Thursday, April 25, 2024

Statin therapy is not warranted for a person with high LDL-cholesterol on a low-carbohydrate diet

I found a 2022 paper which is oddly extremely specific to my situation, titled "Statin therapy is not warranted for a person with high LDL-cholesterol on a low-carbohydrate diet". It's not only recent, but it's very comprehensive, discussing a range of topics with a ton of references that I'm still going through.

The paper starts off by attacking the idea that saturated fat consumption raises blood cholesterol levels which in turn raises cardiovascular risk. This hypothesis does not have empirical support, they argue, but you can formulate your own opinion by going through the references the authors cite.

They then go on to take down the idea that LDL-C causes heart disease. They go into the history of why this is thought to be, starting in 1985 where it was found that people with Familial Hypocholerestemia (FH), and the elevated LDL-C that comes with it, did tend to die prematurely of cardiovascular disease (CVD).
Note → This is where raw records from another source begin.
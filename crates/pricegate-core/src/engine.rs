use std::sync::Arc;
use std::time::Instant;

use tracing::{info, warn};

use crate::adapters::{CoingeckoAdapter, StooqAdapter, YahooChartAdapter};
use crate::cache::{CacheStats, ResponseCache};
use crate::config::EngineConfig;
use crate::data_source::{QuoteProvider, QuoteRequest, SourceError};
use crate::forward::{AllowList, ForwardRequest, ForwardResponse, Forwarder};
use crate::http_client::{HttpClient, ReqwestHttpClient};
use crate::relay::RelayRotator;
use crate::resolver::{elapsed_ms, FallbackAttempt, FallbackResolver, Resolution, ResolveFailure};
use crate::symbol_map::translate;
use crate::{AssetClass, ProviderId, ResolveError, Symbol};

/// Fully wired quote engine: one cache and one relay rotator shared by all
/// providers, plus the forwarder.
pub struct Engine {
    resolver: FallbackResolver,
    coingecko: Arc<CoingeckoAdapter>,
    forwarder: Forwarder,
    cache: ResponseCache,
}

impl Engine {
    /// Engine with a reqwest transport.
    pub fn new(config: EngineConfig) -> Self {
        let http = Arc::new(ReqwestHttpClient::with_user_agent(&config.user_agent));
        Self::with_http_client(config, http)
    }

    /// Engine over an arbitrary transport.
    pub fn with_http_client(config: EngineConfig, http: Arc<dyn HttpClient>) -> Self {
        let cache = ResponseCache::new(config.cache_capacity, config.cache_ttl);

        let mut rotator = RelayRotator::new(Arc::clone(&http), cache.clone())
            .with_retry(config.retry.clone())
            .with_timeout_ms(config.timeout_ms)
            .with_fallbacks(config.fallback_relays.clone());
        if let Some(primary) = config.primary_relay.clone() {
            rotator = rotator.with_primary(primary);
        }
        if let Some(seed) = config.relay_seed {
            rotator = rotator.with_seed(seed);
        }
        let rotator = Arc::new(rotator);

        let coingecko = Arc::new(CoingeckoAdapter::new(Arc::clone(&rotator)));
        let providers: Vec<Arc<dyn QuoteProvider>> = vec![
            Arc::new(YahooChartAdapter::new(Arc::clone(&rotator))),
            Arc::new(StooqAdapter::new(rotator)),
            coingecko.clone(),
        ];

        info!(
            cache_capacity = config.cache_capacity,
            cache_ttl_secs = config.cache_ttl.map(|ttl| ttl.as_secs()),
            primary_relay = config.primary_relay.is_some(),
            fallback_relays = config.fallback_relays.len(),
            "quote engine ready"
        );

        Self {
            resolver: FallbackResolver::new(providers, config.chains),
            coingecko,
            forwarder: Forwarder::new(http, AllowList::new(&config.allowed_hosts))
                .with_timeout_ms(config.timeout_ms),
            cache,
        }
    }

    pub async fn resolve(&self, raw_symbol: &str) -> Result<Resolution, ResolveError> {
        self.resolver.resolve(raw_symbol).await
    }

    pub async fn resolve_as(
        &self,
        raw_symbol: &str,
        asset_class: AssetClass,
    ) -> Result<Resolution, ResolveError> {
        self.resolver.resolve_as(raw_symbol, asset_class).await
    }

    /// 90-day CoinGecko price series for a coin id.
    ///
    /// Bypasses the provider chains: only CoinGecko serves crypto history.
    pub async fn crypto_history(&self, raw_symbol: &str) -> Result<Resolution, ResolveError> {
        let started = Instant::now();
        let symbol = Symbol::parse(raw_symbol)?;
        let provider_symbol = translate(&symbol, AssetClass::Crypto, ProviderId::Coingecko);
        let request = QuoteRequest::new(symbol, AssetClass::Crypto, provider_symbol.clone());

        let outcome = self.coingecko.fetch_history(request).await;
        let latency_ms = elapsed_ms(started);

        match outcome {
            Ok(quote) => Ok(Resolution {
                quote,
                attempts: vec![FallbackAttempt {
                    provider: ProviderId::Coingecko,
                    provider_symbol,
                    error: None,
                }],
                latency_ms,
            }),
            Err(error) => {
                warn!(symbol = raw_symbol, error = %error, "crypto history unavailable");
                Err(ResolveError::AllProvidersFailed(ResolveFailure {
                    raw_symbol: raw_symbol.to_owned(),
                    asset_class: AssetClass::Crypto,
                    attempts: vec![FallbackAttempt {
                        provider: ProviderId::Coingecko,
                        provider_symbol,
                        error: Some(error),
                    }],
                    latency_ms,
                }))
            }
        }
    }

    pub async fn forward(&self, request: ForwardRequest) -> Result<ForwardResponse, SourceError> {
        self.forwarder.forward(request).await
    }

    pub fn cache_stats(&self) -> CacheStats {
        self.cache.stats()
    }

    pub fn cached_responses(&self) -> usize {
        self.cache.len()
    }
}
But there are problems with assuming that this link is causal.

Elderly people with FH don't die of heart disease at a higher rate than normal people, however, which calls into question whether exposure to LDL-C over long time periods really is the problem. Overall, people with FH also don't have higher all-cause mortality than the general population. In fact, they may even have lower all-cause mortalities, suggesting there are important protective effects of LDL-C.
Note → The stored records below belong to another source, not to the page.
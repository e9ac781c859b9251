use tracing_subscriber::prelude::*;
use tracing_subscriber::{fmt, EnvFilter};

/// Install the global subscriber.
///
/// Filter comes from `RUST_LOG` (default `info`); `PRICEGATE_LOG_FORMAT=json`
/// switches to JSON lines.
pub fn init_tracing() {
    let log_format = std::env::var("PRICEGATE_LOG_FORMAT").unwrap_or_else(|_| "text".to_string());
    let filter = EnvFilter::try_from_default_env().unwrap_or_else(|_| EnvFilter::new("info"));
    let registry = tracing_subscriber::registry().with(filter);

    if log_format.eq_ignore_ascii_case("json") {
        registry
            .with(fmt::layer().json().with_current_span(false))
            .init();
    } else {
        registry
            .with(fmt::layer().with_target(true).with_line_number(true))
            .init();
    }
}
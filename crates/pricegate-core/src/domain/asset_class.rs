use std::fmt::{Display, Formatter};

use serde::{Deserialize, Serialize};

/// Instrument class that drives provider selection and symbol translation.
///
/// `Stock` covers both equities and ETFs; nothing downstream tells them apart.
#[derive(Debug, Clone, Copy, PartialEq, Eq, Hash, Serialize, Deserialize)]
#[serde(rename_all = "snake_case")]
pub enum AssetClass {
    Stock,
    Future,
    Index,
    Crypto,
}

impl AssetClass {
    pub const fn as_str(self) -> &'static str {
        match self {
            Self::Stock => "stock",
            Self::Future => "future",
            Self::Index => "index",
            Self::Crypto => "crypto",
        }
    }
}

impl Display for AssetClass {
    fn fmt(&self, f: &mut Formatter<'_>) -> std::fmt::Result {
        f.write_str(self.as_str())
    }
}

/// Classify a raw symbol.
///
/// Rules are checked in order: a leading `^` is an index, any `=` is a future,
/// everything else is a stock. Crypto is never inferred from the spelling.
pub fn classify(symbol: &str) -> AssetClass {
    if symbol.starts_with('^') {
        AssetClass::Index
    } else if symbol.contains('=') {
        AssetClass::Future
    } else {
        AssetClass::Stock
    }
}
LDL-C is also a relatively poor marker of cardiovascular risk, argue the authors. They put forth a number of factors that are superior in their predictive power of CVD, including their favourite which appears to be Coronary Artery Calcium scoring.

There are also different types of LDL-C, and by generalizing on that marker we are missing a lot of context. Small, dense LDL particles do show correlation with CVD while large, less dense LDL particles appear to be harmless.

Insulin resistance is the real risk factor that we know of that causes CVD, the authors argue.

The authors then go into some detail on the low-carb diet, and how various relevant markers change when a patient uses this diet. They go on to show that people with biomarkers consistent with LCDs show insignificant gains from statins in controlled trials, providing evidence that people on LCDs should not take statins.

I've left out a lot of details in this summary. I encourage you to read the entire paper (and any relevant references) if you want to know more about this important topic.